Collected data
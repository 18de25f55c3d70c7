//! Stat cards and the deck analytics screen

use ratatui::{
    prelude::*,
    widgets::{Bar, BarChart, BarGroup, Block, Borders, Paragraph, Wrap},
};

use super::helpers::panel;
use crate::analytics;
use crate::app::App;
use crate::theme::{
    category_color, BG_SECONDARY, BORDER_SUBTLE, CYAN_PRIMARY, GREEN_SUCCESS, ROUNDED_BORDERS,
    TEXT_MUTED, TEXT_PRIMARY, TEXT_SECONDARY, VIOLET_ACCENT,
};

/// Render a single stat card: a big value over a small label
pub fn render_stat_card(area: Rect, value: &str, label: &str, color: Color, frame: &mut Frame) {
    let block = Block::default()
        .borders(Borders::ALL)
        .border_set(ROUNDED_BORDERS)
        .border_style(Style::default().fg(BORDER_SUBTLE))
        .style(Style::default().bg(BG_SECONDARY));

    let content = vec![
        Line::from(vec![Span::styled(
            value.to_string(),
            Style::default().fg(color).add_modifier(Modifier::BOLD),
        )]),
        Line::from(vec![Span::styled(
            label.to_uppercase(),
            Style::default().fg(TEXT_MUTED),
        )]),
    ];

    let paragraph = Paragraph::new(content)
        .block(block)
        .alignment(Alignment::Center);

    frame.render_widget(paragraph, area);
}

pub fn render(frame: &mut Frame, area: Rect, app: &App) {
    let game = &app.game;
    let report = analytics::analyze(game.pool(), game.generated_cards());
    let ai_stats = game.generation_log().summary();

    let rows = Layout::default()
        .direction(Direction::Vertical)
        .constraints([
            Constraint::Length(4), // Stat cards
            Constraint::Min(8),    // Charts
            Constraint::Length(8), // Recommendations
        ])
        .split(area);

    // Stat cards
    let cards = Layout::default()
        .direction(Direction::Horizontal)
        .constraints([Constraint::Ratio(1, 4); 4])
        .split(rows[0]);
    render_stat_card(cards[0], &report.total_cards.to_string(), "cards", CYAN_PRIMARY, frame);
    render_stat_card(
        cards[1],
        &report.deck_composition.ai_generated.to_string(),
        "ai cards",
        VIOLET_ACCENT,
        frame,
    );
    render_stat_card(
        cards[2],
        &format!("{:.1}", report.average_prompts_per_card),
        "prompts / card",
        GREEN_SUCCESS,
        frame,
    );
    render_stat_card(
        cards[3],
        report.most_common_category.label(),
        "most common",
        category_color(report.most_common_category),
        frame,
    );

    // Charts
    let charts = Layout::default()
        .direction(Direction::Horizontal)
        .constraints([Constraint::Percentage(60), Constraint::Percentage(40)])
        .split(rows[1]);

    let category_bars: Vec<Bar> = report
        .by_category
        .iter()
        .map(|stat| {
            Bar::default()
                .value(stat.count as u64)
                .label(Line::from(stat.category.label()))
                .text_value(format!("{} ({:.0}%)", stat.count, stat.percentage))
                .style(Style::default().fg(category_color(stat.category)))
        })
        .collect();
    let category_chart = BarChart::default()
        .block(panel("By category", BORDER_SUBTLE))
        .direction(Direction::Horizontal)
        .bar_width(1)
        .bar_gap(0)
        .value_style(Style::default().fg(TEXT_PRIMARY))
        .data(BarGroup::default().bars(&category_bars));
    frame.render_widget(category_chart, charts[0]);

    let difficulty_bars: Vec<Bar> = report
        .by_difficulty
        .iter()
        .map(|stat| {
            Bar::default()
                .value(stat.count as u64)
                .label(Line::from(stat.difficulty.label()))
                .text_value(stat.count.to_string())
                .style(Style::default().fg(CYAN_PRIMARY))
        })
        .collect();
    let difficulty_chart = BarChart::default()
        .block(panel("Estimated difficulty", BORDER_SUBTLE))
        .bar_width(6)
        .bar_gap(2)
        .value_style(Style::default().fg(Color::Black).bg(CYAN_PRIMARY))
        .data(BarGroup::default().bars(&difficulty_bars));
    frame.render_widget(difficulty_chart, charts[1]);

    // Recommendations and AI history
    let bottom = Layout::default()
        .direction(Direction::Horizontal)
        .constraints([Constraint::Percentage(60), Constraint::Percentage(40)])
        .split(rows[2]);

    let mut advice: Vec<Line> = analytics::balance_recommendations(&report)
        .into_iter()
        .map(|r| Line::from(Span::styled(format!("• {}", r), Style::default().fg(TEXT_PRIMARY))))
        .collect();
    let suggestions = analytics::suggested_ai_categories(&report, 3);
    if !suggestions.is_empty() {
        let names: Vec<&str> = suggestions.iter().map(|s| s.category.label()).collect();
        advice.push(Line::from(Span::styled(
            format!("Suggested AI categories: {}", names.join(", ")),
            Style::default().fg(TEXT_SECONDARY),
        )));
    }
    frame.render_widget(
        Paragraph::new(advice)
            .block(panel("Balance", BORDER_SUBTLE))
            .wrap(Wrap { trim: true }),
        bottom[0],
    );

    let mut history = vec![Line::from(vec![
        Span::styled("Generated: ", Style::default().fg(TEXT_MUTED)),
        Span::styled(
            ai_stats.total_generated.to_string(),
            Style::default().fg(VIOLET_ACCENT).add_modifier(Modifier::BOLD),
        ),
    ])];
    for (category, count) in &ai_stats.by_category {
        history.push(Line::from(vec![
            Span::styled(format!("{:<10}", category.label()), Style::default().fg(category_color(*category))),
            Span::styled(count.to_string(), Style::default().fg(TEXT_PRIMARY)),
        ]));
    }
    frame.render_widget(
        Paragraph::new(history).block(panel("AI history", BORDER_SUBTLE)),
        bottom[1],
    );
}
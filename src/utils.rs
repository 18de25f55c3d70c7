//! Utility functions for common operations.

use std::time::Duration;

use chrono::{Local, TimeZone};

/// Format duration as MM:SS
pub fn format_duration(duration: Duration) -> String {
    let total_secs = duration.as_secs();
    let mins = total_secs / 60;
    let secs = total_secs % 60;
    format!("{:02}:{:02}", mins, secs)
}

/// Format a countdown in whole seconds as MM:SS
pub fn format_seconds(seconds: u32) -> String {
    format_duration(Duration::from_secs(seconds as u64))
}

/// Local wall-clock time (HH:MM:SS) of a Unix-millisecond timestamp
pub fn format_timestamp(millis: i64) -> String {
    match Local.timestamp_millis_opt(millis).single() {
        Some(time) => time.format("%H:%M:%S").to_string(),
        None => "--:--:--".to_string(),
    }
}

To do
When you reach the end of the data above, set it all down again unchanged.

Response
repository 18de25f55c3d70c7
//! Stat cards and the deck analytics screen

use ratatui::{
    prelude::*,
    widgets::{Bar, BarChart, BarGroup, Block, Borders, Paragraph, Wrap},
};

use super::helpers::panel;
use crate::analytics;
use crate::app::App;
use crate::theme::{
    category_color, BG_SECONDARY, BORDER_SUBTLE, CYAN_PRIMARY, GREEN_SUCCESS, ROUNDED_BORDERS,
    TEXT_MUTED, TEXT_PRIMARY, TEXT_SECONDARY, VIOLET_ACCENT,
};

/// Render a single stat card: a big value over a small label
pub fn render_stat_card(area: Rect, value: &str, label: &str, color: Color, frame: &mut Frame) {
    let block = Block::default()
        .borders(Borders::ALL)
        .border_set(ROUNDED_BORDERS)
        .border_style(Style::default().fg(BORDER_SUBTLE))
        .style(Style::default().bg(BG_SECONDARY));

    let content = vec![
        Line::from(vec![Span::styled(
            value.to_string(),
            Style::default().fg(color).add_modifier(Modifier::BOLD),
        )]),
        Line::from(vec![Span::styled(
            label.to_uppercase(),
            Style::default().fg(TEXT_MUTED),
        )]),
    ];

    let paragraph = Paragraph::new(content)
        .block(block)
        .alignment(Alignment::Center);

    frame.render_widget(paragraph, area);
}

pub fn render(frame: &mut Frame, area: Rect, app: &App) {
    let game = &app.game;
    let report = analytics::analyze(game.pool(), game.generated_cards());
    let ai_stats = game.generation_log().summary();

    let rows = Layout::default()
        .direction(Direction::Vertical)
        .constraints([
            Constraint::Length(4), // Stat cards
            Constraint::Min(8),    // Charts
            Constraint::Length(8), // Recommendations
        ])
        .split(area);

    // Stat cards
    let cards = Layout::default()
        .direction(Direction::Horizontal)
        .constraints([Constraint::Ratio(1, 4); 4])
        .split(rows[0]);
    render_stat_card(cards[0], &report.total_cards.to_string(), "cards", CYAN_PRIMARY, frame);
    render_stat_card(
        cards[1],
        &report.deck_composition.ai_generated.to_string(),
        "ai cards",
        VIOLET_ACCENT,
        frame,
    );
    render_stat_card(
        cards[2],
        &format!("{:.1}", report.average_prompts_per_card),
        "prompts / card",
        GREEN_SUCCESS,
        frame,
    );
    render_stat_card(
        cards[3],
        report.most_common_category.label(),
        "most common",
        category_color(report.most_common_category),
        frame,
    );

    // Charts
    let charts = Layout::default()
        .direction(Direction::Horizontal)
        .constraints([Constraint::Percentage(60), Constraint::Percentage(40)])
        .split(rows[1]);

    let category_bars: Vec<Bar> = report
        .by_category
        .iter()
        .map(|stat| {
            Bar::default()
                .value(stat.count as u64)
                .label(Line::from(stat.category.label()))
                .text_value(format!("{} ({:.0}%)", stat.count, stat.percentage))
                .style(Style::default().fg(category_color(stat.category)))
        })
        .collect();
    let category_chart = BarChart::default()
        .block(panel("By category", BORDER_SUBTLE))
        .direction(Direction::Horizontal)
        .bar_width(1)
        .bar_gap(0)
        .value_style(Style::default().fg(TEXT_PRIMARY))
        .data(BarGroup::default().bars(&category_bars));
    frame.render_widget(category_chart, charts[0]);

    let difficulty_bars: Vec<Bar> = report
        .by_difficulty
        .iter()
        .map(|stat| {
            Bar::default()
                .value(stat.count as u64)
                .label(Line::from(stat.difficulty.label()))
                .text_value(stat.count.to_string())
                .style(Style::default().fg(CYAN_PRIMARY))
        })
        .collect();
    let difficulty_chart = BarChart::default()
        .block(panel("Estimated difficulty", BORDER_SUBTLE))
        .bar_width(6)
        .bar_gap(2)
        .value_style(Style::default().fg(Color::Black).bg(CYAN_PRIMARY))
        .data(BarGroup::default().bars(&difficulty_bars));
    frame.render_widget(difficulty_chart, charts[1]);

    // Recommendations and AI history
    let bottom = Layout::default()
        .direction(Direction::Horizontal)
        .constraints([Constraint::Percentage(60), Constraint::Percentage(40)])
        .split(rows[2]);

    let mut advice: Vec<Line> = analytics::balance_recommendations(&report)
        .into_iter()
        .map(|r| Line::from(Span::styled(format!("• {}", r), Style::default().fg(TEXT_PRIMARY))))
        .collect();
    let suggestions = analytics::suggested_ai_categories(&report, 3);
    if !suggestions.is_empty() {
        let names: Vec<&str> = suggestions.iter().map(|s| s.category.label()).collect();
        advice.push(Line::from(Span::styled(
            format!("Suggested AI categories: {}", names.join(", ")),
            Style::default().fg(TEXT_SECONDARY),
        )));
    }
    frame.render_widget(
        Paragraph::new(advice)
            .block(panel("Balance", BORDER_SUBTLE))
            .wrap(Wrap { trim: true }),
        bottom[0],
    );

    let mut history = vec![Line::from(vec![
        Span::styled("Generated: ", Style::default().fg(TEXT_MUTED)),
        Span::styled(
            ai_stats.total_generated.to_string(),
            Style::default().fg(VIOLET_ACCENT).add_modifier(Modifier::BOLD),
        ),
    ])];
    for (category, count) in &ai_stats.by_category {
        history.push(Line::from(vec![
            Span::styled(format!("{:<10}", category.label()), Style::default().fg(category_color(*category))),
            Span::styled(count.to_string(), Style::default().fg(TEXT_PRIMARY)),
        ]));
    }
    frame.render_widget(
        Paragraph::new(history).block(panel("AI history", BORDER_SUBTLE)),
        bottom[1],
    );
}
filename src/utils.rs
repository 18de25f55c3d70c7
//! Utility functions for common operations.

use std::time::Duration;

use chrono::{Local, TimeZone};

/// Format duration as MM:SS
pub fn format_duration(duration: Duration) -> String {
    let total_secs = duration.as_secs();
    let mins = total_secs / 60;
    let secs = total_secs % 60;
    format!("{:02}:{:02}", mins, secs)
}

/// Format a countdown in whole seconds as MM:SS
pub fn format_seconds(seconds: u32) -> String {
    format_duration(Duration::from_secs(seconds as u64))
}

/// Local wall-clock time (HH:MM:SS) of a Unix-millisecond timestamp
pub fn format_timestamp(millis: i64) -> String {
    match Local.timestamp_millis_opt(millis).single() {
        Some(time) => time.format("%H:%M:%S").to_string(),
        None => "--:--:--".to_string(),
    }
}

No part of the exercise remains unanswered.